Впереди — Енисей, полноводный, как в весенние паводки. Близ плотины шлюзы со стометровым спуском. А дальше — старый Енисей приведет в Карское море.
Сергею Леонидовичу предстоит самому проделать водный путь, который он когда-то наносил карандашом на карте. При воспоминании об этом старый инженер улыбнулся.
Величайшее счастье человека — это видеть плоды своего труда. Эта гладь Сарыкамышского моря, аллея платанов, идущая вдоль набережной, белый город с легкими зданиями, тонкими колоннами, плоскими крышами, хлопковыми полями за ним, — все это плоды величайшего труда, в котором есть крупица и его, Сергея Леонидовича, усилий.
Прежде в такую жару под ногами «пели» пески. Предвещая ветер, звенели сталкивающиеся песчинки, мелодично звучали, пугая таинственными песнями путешественников. Теперь мертвых, звенящих песков не было, но у Сергея Леонидовича пело где-то глубоко в сердце. Он еще раз достал платок и вытер уголки глаз.
«Действительно, переменилось все вокруг, — видно, прибавилось влажности», — усмехнулся он и спрятал платок.
Он уже подходил к огромному, сверкающему белизной стен зданию морского вокзала.
«Жарко по-настоящему!»
Он вошел в просторный вестибюль, отделанный мрамором, и глубоко вдохнул прохладный, освежающий воздух.

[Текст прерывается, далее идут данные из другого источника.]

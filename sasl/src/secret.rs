// This Source Code Form is subject to the terms of the Mozilla Public
// License, v. 2.0. If a copy of the MPL was not distributed with this
// file, You can obtain one at http://mozilla.org/MPL/2.0/.

//! Secret types the server side validates against.

#[cfg(feature = "scram")]
use crate::common::scram::DeriveError;

/// A marker trait for server-side secrets.
pub trait Secret {}

/// A PBKDF2-derived secret: salt, iteration count and digest.
pub trait Pbkdf2Secret {
    /// The salt used for derivation.
    fn salt(&self) -> &[u8];
    /// The iteration count used for derivation.
    fn iterations(&self) -> u32;
    /// The derived digest.
    fn digest(&self) -> &[u8];
}

/// A plaintext password secret.
#[derive(Clone, Debug, PartialEq, Eq)]
pub struct Plain(pub String);

impl Secret for Plain {}

macro_rules! impl_pbkdf2_secret {
    ($(#[$meta:meta])* $name:ident, $provider:ident) => {
        $(#[$meta])*
        #[derive(Clone, Debug, PartialEq, Eq)]
        pub struct $name {
            /// The salt used for derivation.
            pub salt: Vec<u8>,
            /// The iteration count used for derivation.
            pub iterations: u32,
            /// The derived digest.
            pub digest: Vec<u8>,
        }

        impl $name {
            #[cfg(feature = "scram")]
            /// Derives this secret from a plaintext password.
            pub fn derive(
                password: &str,
                salt: &[u8],
                iterations: u32,
            ) -> Result<$name, DeriveError> {
                use crate::common::scram::{ScramProvider, $provider};
                use crate::common::Password;
                let digest =
                    $provider::derive(&Password::Plain(password.to_owned()), salt, iterations)?;
                Ok($name {
                    salt: salt.to_vec(),
                    iterations,
                    digest,
                })
            }
        }

        impl Secret for $name {}

        impl Pbkdf2Secret for $name {
            fn salt(&self) -> &[u8] {
                &self.salt
            }
            fn iterations(&self) -> u32 {
                self.iterations
            }
            fn digest(&self) -> &[u8] {
                &self.digest
            }
        }
    };
}

impl_pbkdf2_secret!(
    /// A secret derived with PBKDF2 over HMAC-SHA-1.
    Pbkdf2Sha1,
    Sha1
);
impl_pbkdf2_secret!(
    /// A secret derived with PBKDF2 over HMAC-SHA-256.
    Pbkdf2Sha256,
    Sha256
);
impl_pbkdf2_secret!(
    /// A secret derived with PBKDF2 over HMAC-SHA-512.
    Pbkdf2Sha512,
    Sha512
);
// This Source Code Form is subject to the terms of the Mozilla Public
// License, v. 2.0. If a copy of the MPL was not distributed with this
// file, You can obtain one at http://mozilla.org/MPL/2.0/.

//! Plugin lifecycle: dependency ordering, cycles and teardown.

mod common;

use async_trait::async_trait;
use std::sync::{Arc, Mutex};

use quill_xmpp::mux::Mux;
use quill_xmpp::plugin::{InitParams, Plugin, PluginError, PluginManager};
use quill_xmpp::Error;

use common::ready_session;

#[derive(Clone, Default)]
struct EventLog(Arc<Mutex<Vec<String>>>);

impl EventLog {
    fn push(&self, event: String) {
        self.0.lock().unwrap().push(event);
    }

    fn events(&self) -> Vec<String> {
        self.0.lock().unwrap().clone()
    }
}

struct Recorded {
    name: &'static str,
    dependencies: &'static [&'static str],
    log: EventLog,
    fail_init: bool,
}

#[async_trait]
impl Plugin for Recorded {
    fn name(&self) -> &'static str {
        self.name
    }

    fn dependencies(&self) -> &'static [&'static str] {
        self.dependencies
    }

    async fn initialize(&self, _params: &InitParams) -> Result<(), Error> {
        if self.fail_init {
            return Err(Error::Handler(format!("{} failed", self.name)));
        }
        self.log.push(format!("init {}", self.name));
        Ok(())
    }

    async fn close(&self) -> Result<(), Error> {
        self.log.push(format!("close {}", self.name));
        Ok(())
    }
}

fn plugin(
    name: &'static str,
    dependencies: &'static [&'static str],
    log: &EventLog,
) -> Arc<dyn Plugin> {
    Arc::new(Recorded {
        name,
        dependencies,
        log: log.clone(),
        fail_init: false,
    })
}

#[tokio::test]
async fn dependency_order_and_reverse_close() {
    let log = EventLog::default();
    let mut manager = PluginManager::new();
    // Registration order deliberately contradicts the dependency order.
    manager.register(plugin("a", &["b"], &log)).unwrap();
    manager.register(plugin("b", &[], &log)).unwrap();

    let (session, _peer) = ready_session(Mux::new()).await;
    manager
        .initialize(session.handle(), Arc::new(Mux::new()))
        .await
        .unwrap();
    assert_eq!(manager.initialization_order(), ["b", "a"]);

    manager.close().await.unwrap();
    assert_eq!(
        log.events(),
        ["init b", "init a", "close a", "close b"]
    );
}

#[tokio::test]
async fn deep_chains_initialize_bottom_up() {
    let log = EventLog::default();
    let mut manager = PluginManager::new();
    manager.register(plugin("carbons", &["disco"], &log)).unwrap();
    manager.register(plugin("disco", &[], &log)).unwrap();
    manager
        .register(plugin("mam", &["disco", "carbons"], &log))
        .unwrap();

    let (session, _peer) = ready_session(Mux::new()).await;
    manager
        .initialize(session.handle(), Arc::new(Mux::new()))
        .await
        .unwrap();
    assert_eq!(manager.initialization_order(), ["disco", "carbons", "mam"]);
}

#[tokio::test]
async fn duplicate_names_are_rejected() {
    let log = EventLog::default();
    let mut manager = PluginManager::new();
    manager.register(plugin("disco", &[], &log)).unwrap();
    assert_eq!(
        manager.register(plugin("disco", &[], &log)),
        Err(PluginError::Duplicate("disco".to_owned()))
    );
}

#[tokio::test]
async fn missing_dependency_fails_before_any_init() {
    let log = EventLog::default();
    let mut manager = PluginManager::new();
    manager.register(plugin("a", &["ghost"], &log)).unwrap();

    let (session, _peer) = ready_session(Mux::new()).await;
    let result = manager
        .initialize(session.handle(), Arc::new(Mux::new()))
        .await;
    assert!(result.is_err());
    assert!(log.events().is_empty());
}

#[tokio::test]
async fn cycles_fail_before_any_init() {
    let log = EventLog::default();
    let mut manager = PluginManager::new();
    manager.register(plugin("a", &["b"], &log)).unwrap();
    manager.register(plugin("b", &["c"], &log)).unwrap();
    manager.register(plugin("c", &["a"], &log)).unwrap();

    let (session, _peer) = ready_session(Mux::new()).await;
    let result = manager
        .initialize(session.handle(), Arc::new(Mux::new()))
        .await;
    assert!(result.is_err());
    // The cycle is detected during the sort; no Initialize ran.
    assert!(log.events().is_empty());
}

#[tokio::test]
async fn failed_init_aborts_and_close_unwinds_the_prefix() {
    let log = EventLog::default();
    let mut manager = PluginManager::new();
    manager.register(plugin("b", &[], &log)).unwrap();
    manager.register(Arc::new(Recorded {
        name: "a",
        dependencies: &["b"],
        log: log.clone(),
        fail_init: true,
    })).unwrap();
    manager.register(plugin("c", &["a"], &log)).unwrap();

    let (session, _peer) = ready_session(Mux::new()).await;
    let result = manager
        .initialize(session.handle(), Arc::new(Mux::new()))
        .await;
    assert!(result.is_err());
    // Only the successfully initialized prefix exists, and close unwinds
    // exactly that.
    assert_eq!(log.events(), ["init b"]);
    manager.close().await.unwrap();
    assert_eq!(log.events(), ["init b", "close b"]);
}

#[tokio::test]
async fn plugins_can_look_each_other_up() {
    struct Lookup {
        log: EventLog,
    }

    #[async_trait]
    impl Plugin for Lookup {
        fn name(&self) -> &'static str {
            "lookup"
        }

        fn dependencies(&self) -> &'static [&'static str] {
            &["disco"]
        }

        async fn initialize(&self, params: &InitParams) -> Result<(), Error> {
            let disco = params.get_plugin("disco").expect("dependency registered");
            self.log.push(format!("saw {}", disco.name()));
            assert!(params.get_plugin("Disco").is_none(), "lookup is case-sensitive");
            Ok(())
        }
    }

    let log = EventLog::default();
    let mut manager = PluginManager::new();
    manager.register(plugin("disco", &[], &log)).unwrap();
    manager
        .register(Arc::new(Lookup { log: log.clone() }))
        .unwrap();

    let (session, _peer) = ready_session(Mux::new()).await;
    manager
        .initialize(session.handle(), Arc::new(Mux::new()))
        .await
        .unwrap();
    assert_eq!(log.events(), ["init disco", "saw disco"]);
}
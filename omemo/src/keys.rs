// This Source Code Form is subject to the terms of the Mozilla Public
// License, v. 2.0. If a copy of the MPL was not distributed with this
// file, You can obtain one at http://mozilla.org/MPL/2.0/.

//! Identity keys and the Ed25519 → X25519 conversion.
//!
//! OMEMO identities sign with Ed25519 but run Diffie-Hellman over X25519.
//! Both key types live on curve25519, related by the birational map
//! `u = (1+y)/(1-y)`; converting the public key through that map must agree
//! with deriving the X25519 public key from the converted private scalar.

use ed25519_dalek::{Signature, Signer, SigningKey, Verifier, VerifyingKey};
use rand::rngs::OsRng;
use sha2::{Digest, Sha512};
use x25519_dalek::{PublicKey, StaticSecret};
use zeroize::Zeroizing;

use crate::error::Error;

/// Length in bytes of every curve25519 key this module handles.
pub const KEY_LEN: usize = 32;

/// Length in bytes of an Ed25519 signature.
pub const SIGNATURE_LEN: usize = 64;

/// The long-term Ed25519 identity of one device.
#[derive(Clone)]
pub struct IdentityKeyPair {
    signing: SigningKey,
}

impl IdentityKeyPair {
    /// Generates a fresh identity.
    pub fn generate() -> IdentityKeyPair {
        IdentityKeyPair {
            signing: SigningKey::generate(&mut OsRng),
        }
    }

    /// Rebuilds the identity from its 32-byte seed.
    pub fn from_seed(seed: [u8; KEY_LEN]) -> IdentityKeyPair {
        IdentityKeyPair {
            signing: SigningKey::from_bytes(&seed),
        }
    }

    /// The 32-byte seed this identity can be rebuilt from.
    pub fn seed(&self) -> [u8; KEY_LEN] {
        self.signing.to_bytes()
    }

    /// The compressed Ed25519 public key.
    pub fn public(&self) -> [u8; KEY_LEN] {
        self.signing.verifying_key().to_bytes()
    }

    /// Signs a message with the identity key.
    pub fn sign(&self, message: &[u8]) -> [u8; SIGNATURE_LEN] {
        self.signing.sign(message).to_bytes()
    }

    /// Converts the private half for X25519 Diffie-Hellman: the seed is
    /// hashed with SHA-512 and the first 32 bytes are clamped into a scalar.
    pub fn to_x25519(&self) -> StaticSecret {
        let hash = Sha512::digest(self.signing.to_bytes());
        let mut scalar = Zeroizing::new([0u8; KEY_LEN]);
        scalar.copy_from_slice(&hash[..KEY_LEN]);
        scalar[0] &= 248;
        scalar[31] &= 127;
        scalar[31] |= 64;
        StaticSecret::from(*scalar)
    }

    /// The X25519 public key matching [`IdentityKeyPair::to_x25519`].
    pub fn x25519_public(&self) -> [u8; KEY_LEN] {
        PublicKey::from(&self.to_x25519()).to_bytes()
    }
}

impl std::fmt::Debug for IdentityKeyPair {
    fn fmt(&self, fmt: &mut std::fmt::Formatter) -> std::fmt::Result {
        // The private half stays out of logs.
        fmt.debug_struct("IdentityKeyPair")
            .field("public", &self.public())
            .finish()
    }
}

/// Converts a compressed Ed25519 public key to its X25519 form through the
/// birational map.
pub fn ed_public_to_x25519(ed_public: &[u8; KEY_LEN]) -> Result<[u8; KEY_LEN], Error> {
    let verifying =
        VerifyingKey::from_bytes(ed_public).map_err(|_| Error::InvalidKeyLength)?;
    Ok(verifying.to_montgomery().to_bytes())
}

/// Verifies an Ed25519 signature against a compressed public key.
pub fn verify_signature(
    ed_public: &[u8; KEY_LEN],
    message: &[u8],
    signature: &[u8; SIGNATURE_LEN],
) -> Result<(), Error> {
    let verifying =
        VerifyingKey::from_bytes(ed_public).map_err(|_| Error::InvalidKeyLength)?;
    let signature = Signature::from_bytes(signature);
    verifying
        .verify(message, &signature)
        .map_err(|_| Error::InvalidSignature)
}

— Здравствуйте, почтеннейший! Ну, и жара же у вас тут! Только и скрываюсь здесь, под этими сводами, — услышал Сергей Леонидович знакомый ему бас академика Омулева, налегавшего на букву «о».
— Привет, Михаил Дмитриевич, — негромко поздоровался Сергей Леонидович, пожимая огромную руку сутулого, широкоплечего академика. — Я слышал, вы тоже едете с нами.
— Еду, еду, непременно! Тем же самым делом, что и здесь, буду заниматься. Оказывается, холодильщик не только в жарких странах желанный гость, — академик хитро прищурился, почесывая длинным пальцем аккуратную бородку.
Карцев вопросительно взглянул на него.
Обняв Сергея Леонидовича за плечи, академик повел его в просторный зал, в котором совсем забывалась жара. — Ну, как? Довольны вы нашей работой? Прохладно? Во всех здешних домах теперь так будет. Кондиционированный воздух, могучие холодильные установки, обслуживающие весь город. Точно такие же мы завезем сейчас в Арктику.
— В Арктику? Зачем же?
— Отапливать строящиеся города! — улыбаясь, сказал академик, рассчитывая на эффект своих слов.
Но Карцев не удивился.
— Отопление холодом. Слышал. Необычайно увлекательно.
— Еще бы, еще бы не слышать! И кому? Человеку, перешедшему в «лагерь холодильщиков», посвятившему себя кондиционированию воздуха.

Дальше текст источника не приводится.